(The problem)
Please look for the string "NotConfigured" below and report every line in which it occurs.

BEGIN Exercise inputs

use axum::{
    http::StatusCode,
    response::{IntoResponse, Response},
    Json,
};
use serde::Serialize;
use thiserror::Error;

use crate::provider::{ProviderError, RegistryError};
use crate::store::StoreError;
use crate::webhook::NormalizeError;

#[derive(Error, Debug)]
pub enum AppError {
    #[error("Configuration error: {0}")]
    Config(#[from] config::ConfigError),

    #[error("Validation error: {0}")]
    Validation(String),

    #[error("Not found: {0}")]
    NotFound(String),

    #[error("Unauthorized: {0}")]
    Unauthorized(String),

    #[error("Forbidden: {0}")]
    Forbidden(String),

    #[error("Conflict: {0}")]
    Conflict(String),

    /// Stored data is inconsistent, e.g. an integration without a plan
    #[error("Misconfigured: {0}")]
    Misconfigured(String),

    #[error("Provider not configured: {0}")]
    NotConfigured(String),

    #[error("Unknown integration: {0}")]
    UnknownIntegration(String),

    #[error("Provider error: {0}")]
    Provider(#[from] ProviderError),

    #[error("Store error: {0}")]
    Store(StoreError),

    #[error("Internal error: {0}")]
    Internal(String),
}

impl From<StoreError> for AppError {
    fn from(err: StoreError) -> Self {
        match err {
            StoreError::NotFound { entity, id } => {
                AppError::NotFound(format!("{} not found: {}", entity, id))
            }
            StoreError::Conflict { entity, id } => {
                AppError::Conflict(format!("{} already exists: {}", entity, id))
            }
            other => AppError::Store(other),
        }
    }
}

impl From<RegistryError> for AppError {
    fn from(err: RegistryError) -> Self {
        match err {
            RegistryError::NotConfigured(_) => AppError::NotConfigured(err.to_string()),
            RegistryError::UnknownIntegration(_) => AppError::UnknownIntegration(err.to_string()),
        }
    }
}

impl From<NormalizeError> for AppError {
    fn from(err: NormalizeError) -> Self {
        AppError::Validation(err.to_string())
    }
}

#[derive(Serialize)]
struct ErrorResponse {
    error: ErrorBody,
}

#[derive(Serialize)]
struct ErrorBody {
    code: String,
    message: String,
}

/// Check if running in production mode (based on RUN_MODE env var)
fn is_production() -> bool {
    std::env::var("RUN_MODE")
        .map(|m| m == "production" || m == "prod")
        .unwrap_or(false)
}

impl AppError {
    fn status_and_code(&self) -> (StatusCode, &'static str) {
        match self {
            AppError::Config(_) => (StatusCode::INTERNAL_SERVER_ERROR, "CONFIG_ERROR"),
            AppError::Validation(_) => (StatusCode::BAD_REQUEST, "VALIDATION_ERROR"),
            AppError::NotFound(_) => (StatusCode::NOT_FOUND, "NOT_FOUND"),
            AppError::Unauthorized(_) => (StatusCode::UNAUTHORIZED, "UNAUTHORIZED"),
            AppError::Forbidden(_) => (StatusCode::FORBIDDEN, "FORBIDDEN"),
            AppError::Conflict(_) => (StatusCode::CONFLICT, "CONFLICT"),
            AppError::Misconfigured(_) => (StatusCode::UNPROCESSABLE_ENTITY, "MISCONFIGURED"),
            AppError::NotConfigured(_) => {
                (StatusCode::SERVICE_UNAVAILABLE, "PROVIDER_NOT_CONFIGURED")
            }
            AppError::UnknownIntegration(_) => (StatusCode::BAD_REQUEST, "UNKNOWN_INTEGRATION"),
            AppError::Provider(e) if e.is_validation() => {
                (StatusCode::BAD_REQUEST, "VALIDATION_ERROR")
            }
            AppError::Provider(_) => (StatusCode::BAD_GATEWAY, "PROVIDER_ERROR"),
            AppError::Store(_) => (StatusCode::INTERNAL_SERVER_ERROR, "STORE_ERROR"),
            AppError::Internal(_) => (StatusCode::INTERNAL_SERVER_ERROR, "INTERNAL_ERROR"),
        }
    }

    /// Message safe to show the client; server-side details are hidden in production
    fn client_message(&self) -> String {
        let hidden = match self {
            AppError::Config(_) => Some("Configuration error"),
            AppError::Store(_) => Some("Storage temporarily unavailable"),
            AppError::Internal(_) => Some("Internal server error"),
            _ => None,
        };

        match hidden {
            Some(generic) if is_production() => generic.to_string(),
            _ => self.detail(),
        }
    }

    fn detail(&self) -> String {
        match self {
            AppError::Config(e) => e.to_string(),
            AppError::Provider(e) => e.to_string(),
            AppError::Store(e) => e.to_string(),
            AppError::Validation(msg)
            | AppError::NotFound(msg)
            | AppError::Unauthorized(msg)
            | AppError::Forbidden(msg)
            | AppError::Conflict(msg)
            | AppError::Misconfigured(msg)
            | AppError::NotConfigured(msg)
            | AppError::UnknownIntegration(msg)
            | AppError::Internal(msg) => msg.clone(),
        }
    }
}

impl IntoResponse for AppError {
    fn into_response(self) -> Response {
        let (status, code) = self.status_and_code();

        // Always log the detailed error server-side
        if status.is_server_error() {
            tracing::error!(
                code = %code,
                status = %status.as_u16(),
                message = %self.detail(),
                "API error"
            );
        } else {
            tracing::warn!(
                code = %code,
                status = %status.as_u16(),
                message = %self.detail(),
                "API error"
            );
        }

        let body = ErrorResponse {
            error: ErrorBody {
                code: code.to_string(),
                message: self.client_message(),
            },
        };

        (status, Json(body)).into_response()
    }
}

pub type Result<T> = std::result::Result<T, AppError>;
//! Adapter registry built once at startup.

use std::time::Duration;

use reqwest::Client;
use thiserror::Error;

use crate::config::Settings;
use crate::domain::Plan;

use super::{EmailAdapter, MessageAdapter, ProviderKind, PushAdapter, SmsAdapter};

#[derive(Debug, Error, PartialEq, Eq)]
pub enum RegistryError {
    /// Provider is known but its credentials were not configured
    #[error("{0} handler not configured")]
    NotConfigured(ProviderKind),

    #[error("unknown integration name: {0}")]
    UnknownIntegration(String),
}

/// Holds the adapters whose configuration succeeded.
pub struct AdapterRegistry {
    email: Option<EmailAdapter>,
    sms: Option<SmsAdapter>,
    push: Option<PushAdapter>,
}

impl AdapterRegistry {
    pub fn new(
        email: Option<EmailAdapter>,
        sms: Option<SmsAdapter>,
        push: Option<PushAdapter>,
    ) -> Self {
        Self { email, sms, push }
    }

    /// Probe provider configuration and build every adapter that is usable.
    pub fn from_settings(settings: &Settings) -> Self {
        let providers = &settings.providers;
        let http = Client::builder()
            .timeout(Duration::from_secs(providers.request_timeout_seconds))
            .build()
            .unwrap_or_else(|e| {
                tracing::warn!(error = %e, "Failed to build provider HTTP client, using defaults");
                Client::new()
            });

        let email = EmailAdapter::from_config(&providers.sendgrid, http.clone());
        let sms = SmsAdapter::from_config(
            &providers.twilio,
            &settings.webhook,
            settings.deployment_mode(),
            http.clone(),
        );
        let push = Some(PushAdapter::from_config(&providers.ntfy, http));

        let registry = Self::new(email, sms, push);
        for kind in ProviderKind::ALL {
            if registry.is_kind_available(kind) {
                tracing::info!(provider = %kind, "Provider adapter enabled");
            } else {
                tracing::warn!(provider = %kind, "Provider adapter disabled: missing configuration");
            }
        }
        registry
    }

    /// Resolve an integration name (case-insensitive) to its adapter.
    pub fn resolve(&self, integration_name: &str) -> Result<&dyn MessageAdapter, RegistryError> {
        let kind = ProviderKind::from_name(integration_name)
            .ok_or_else(|| RegistryError::UnknownIntegration(integration_name.to_string()))?;
        self.resolve_kind(kind)
    }

    pub fn resolve_kind(&self, kind: ProviderKind) -> Result<&dyn MessageAdapter, RegistryError> {
        let adapter: Option<&dyn MessageAdapter> = match kind {
            ProviderKind::SendGrid => self.email.as_ref().map(|a| a as &dyn MessageAdapter),
            ProviderKind::Twilio => self.sms.as_ref().map(|a| a as &dyn MessageAdapter),
            ProviderKind::Ntfy => self.push.as_ref().map(|a| a as &dyn MessageAdapter),
        };
        adapter.ok_or(RegistryError::NotConfigured(kind))
    }

    /// The email adapter, for direct sends outside the dispatch flow
    pub fn email(&self) -> Option<&EmailAdapter> {
        self.email.as_ref()
    }

    pub fn is_available(&self, integration_name: &str) -> bool {
        ProviderKind::from_name(integration_name)
            .map(|kind| self.is_kind_available(kind))
            .unwrap_or(false)
    }

    fn is_kind_available(&self, kind: ProviderKind) -> bool {
        self.resolve_kind(kind).is_ok()
    }

    /// Configured providers, in a fixed order
    pub fn list_available(&self) -> Vec<ProviderKind> {
        ProviderKind::ALL
            .into_iter()
            .filter(|kind| self.is_kind_available(*kind))
            .collect()
    }

    /// Providers usable under `plan`: free plans only get push.
    pub fn list_available_for_plan(&self, plan: &Plan) -> Vec<ProviderKind> {
        if plan.is_free() {
            return self
                .list_available()
                .into_iter()
                .filter(|kind| *kind == ProviderKind::Ntfy)
                .collect();
        }
        self.list_available()
    }
}

#[cfg(test)]
mod tests {
    use super::*;
    use crate::config::{NtfyConfig, SendGridConfig};

    fn push_only() -> AdapterRegistry {
        AdapterRegistry::new(
            None,
            None,
            Some(PushAdapter::from_config(&NtfyConfig::default(), Client::new())),
        )
    }

    fn with_email() -> AdapterRegistry {
        let sendgrid = SendGridConfig {
            api_key: Some("SG.test".to_string()),
            from_email: Some("noreply@example.com".to_string()),
            ..SendGridConfig::default()
        };
        AdapterRegistry::new(
            EmailAdapter::from_config(&sendgrid, Client::new()),
            None,
            Some(PushAdapter::from_config(&NtfyConfig::default(), Client::new())),
        )
    }

    fn plan(name: &str) -> Plan {
        Plan {
            name: name.to_string(),
            ..Default::default()
        }
    }

    #[test]
    fn test_resolve_is_case_insensitive() {
        let registry = with_email();
        assert_eq!(registry.resolve("SendGrid").unwrap().provider(), ProviderKind::SendGrid);
        assert_eq!(registry.resolve("NTFY").unwrap().provider(), ProviderKind::Ntfy);
    }

    #[test]
    fn test_resolve_errors() {
        let registry = push_only();
        assert_eq!(
            registry.resolve("twilio").err(),
            Some(RegistryError::NotConfigured(ProviderKind::Twilio))
        );
        assert_eq!(
            registry.resolve("pigeon").err(),
            Some(RegistryError::UnknownIntegration("pigeon".to_string()))
        );
    }

    #[test]
    fn test_availability() {
        let registry = with_email();
        assert!(registry.is_available("sendgrid"));
        assert!(!registry.is_available("twilio"));
        assert!(!registry.is_available("pigeon"));
        assert_eq!(
            registry.list_available(),
            vec![ProviderKind::SendGrid, ProviderKind::Ntfy]
        );
    }

    #[test]
    fn test_free_plan_sees_only_push() {
        let registry = with_email();
        assert_eq!(registry.list_available_for_plan(&plan("Free")), vec![ProviderKind::Ntfy]);
        assert_eq!(
            registry.list_available_for_plan(&plan("pro")),
            vec![ProviderKind::SendGrid, ProviderKind::Ntfy]
        );
    }

    #[test]
    fn test_from_default_settings_has_push_only() {
        let registry = AdapterRegistry::from_settings(&Settings::default());
        assert_eq!(registry.list_available(), vec![ProviderKind::Ntfy]);
        assert!(registry.email().is_none());
    }
}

END Exercise inputs

(Answer)
    NotConfigured(String),
            RegistryError::NotConfigured(_) => AppError::NotConfigured(err.to_string()),
            AppError::NotConfigured(_) => {
            | AppError::NotConfigured(msg)
    NotConfigured(ProviderKind),
        adapter.ok_or(RegistryError::NotConfigured(kind))
            Some(RegistryError::NotConfigured(ProviderKind::Twilio))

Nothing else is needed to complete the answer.